[Start of section]

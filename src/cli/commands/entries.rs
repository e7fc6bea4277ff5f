use crate::cli::core::{parse_amount, parse_date, required_arg, CommandError, CommandResult, ShellContext};
use crate::cli::io;
use crate::cli::output::{line, section as output_section};
use crate::cli::registry::CommandEntry;
use crate::core::services::TransactionService;
use crate::ledger::{BillDefinition, Frequency, LedgerEntry, Transaction};

const ADD_TXN_USAGE: &str = "add-txn <date> <amount> <description> [id]";
const ADD_BILL_USAGE: &str = "add-bill <name> <amount> <due-date> <frequency> [id]";

pub(crate) fn definitions() -> Vec<CommandEntry> {
    vec![
        CommandEntry::new(
            "list",
            "List entries; `all` includes hidden bill payments",
            "list [all]",
            cmd_list,
        )
        .completing(0, &["all"]),
        CommandEntry::new("add-txn", "Record a bank transaction", ADD_TXN_USAGE, cmd_add_txn),
        CommandEntry::new("add-bill", "Define a recurring bill", ADD_BILL_USAGE, cmd_add_bill)
            .completing(3, &Frequency::LABELS),
        CommandEntry::new("remove", "Delete a transaction or bill", "remove <id>", cmd_remove),
    ]
}

fn cmd_list(context: &mut ShellContext, args: &[&str]) -> CommandResult {
    let show_all = match args.first() {
        None => false,
        Some(flag) if flag.eq_ignore_ascii_case("all") => true,
        Some(other) => {
            return Err(CommandError::InvalidArguments(format!(
                "unknown list option `{}` (expected `all`)",
                other
            )))
        }
    };

    let entries = context.manager.entries();
    let shown: Vec<&LedgerEntry> = if show_all {
        entries.iter().collect()
    } else {
        TransactionService::visible(entries)
    };
    if shown.is_empty() {
        io::print_info("No entries.");
        return Ok(());
    }

    output_section("Entries");
    for entry in shown {
        line(describe(entry));
    }
    Ok(())
}

fn describe(entry: &LedgerEntry) -> String {
    match entry {
        LedgerEntry::Bill(def) => {
            let due = def
                .bill
                .due_date
                .map(|date| date.to_string())
                .unwrap_or_else(|| "no due date".into());
            format!(
                "  {:<38} BILL {:<24} {:>10.2}  {} from {} ({} paid)",
                def.id(),
                def.bill.name,
                def.bill.amount,
                def.bill.frequency.label(),
                due,
                def.bill.payments.len() + def.bill.paid_dates.len()
            )
        }
        LedgerEntry::Transaction(txn) => {
            let link = txn
                .matched_to_bill_id
                .as_deref()
                .map(|bill| format!("  -> {}", bill))
                .unwrap_or_default();
            format!(
                "  {:<38} {} {:<24} {:>10.2}{}",
                txn.key(),
                txn.date,
                txn.display_name(),
                txn.amount,
                link
            )
        }
    }
}

fn cmd_add_txn(context: &mut ShellContext, args: &[&str]) -> CommandResult {
    let date = parse_date(required_arg(args, 0, ADD_TXN_USAGE)?)?;
    let amount = parse_amount(required_arg(args, 1, ADD_TXN_USAGE)?)?;
    let description = required_arg(args, 2, ADD_TXN_USAGE)?;

    let mut txn = Transaction::new(date, description, amount);
    if let Some(id) = args.get(3) {
        ensure_unused_id(context, id)?;
        txn = txn.with_id(*id);
    }
    let key = context.manager.add_entry(txn.into());
    io::print_success(format!("Transaction added: {}", key));
    Ok(())
}

fn cmd_add_bill(context: &mut ShellContext, args: &[&str]) -> CommandResult {
    let name = required_arg(args, 0, ADD_BILL_USAGE)?;
    let amount = parse_amount(required_arg(args, 1, ADD_BILL_USAGE)?)?;
    let due = parse_date(required_arg(args, 2, ADD_BILL_USAGE)?)?;
    let raw_frequency = required_arg(args, 3, ADD_BILL_USAGE)?;
    let frequency = Frequency::parse(raw_frequency).ok_or_else(|| {
        CommandError::InvalidArguments(format!(
            "unknown frequency `{}` ({})",
            raw_frequency,
            Frequency::LABELS.join(", ")
        ))
    })?;

    let mut bill = BillDefinition::new(name, amount.abs(), due, frequency);
    if let Some(id) = args.get(4) {
        ensure_unused_id(context, id)?;
        bill = bill.with_id(*id);
    }
    let key = context.manager.add_entry(bill.into());
    io::print_success(format!("Bill added: {}", key));
    Ok(())
}

fn ensure_unused_id(context: &ShellContext, id: &str) -> Result<(), CommandError> {
    if TransactionService::find(context.manager.entries(), id).is_some() {
        return Err(CommandError::InvalidArguments(format!("id `{}` is already in use", id)));
    }
    Ok(())
}

fn cmd_remove(context: &mut ShellContext, args: &[&str]) -> CommandResult {
    let key = required_arg(args, 0, "remove <id>")?;
    let removed = context.manager.remove(key)?;
    io::print_success(format!("Removed {}", removed.transaction().display_name()));
    Ok(())
}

[End of section]

● **WHAT YOU ARE ASKED TO DO**
Every line in the data above that contains the word "core" should be copied.

● **TASK OUTPUT**
use crate::cli::core::{parse_amount, parse_date, required_arg, CommandError, CommandResult, ShellContext};
use crate::core::services::TransactionService;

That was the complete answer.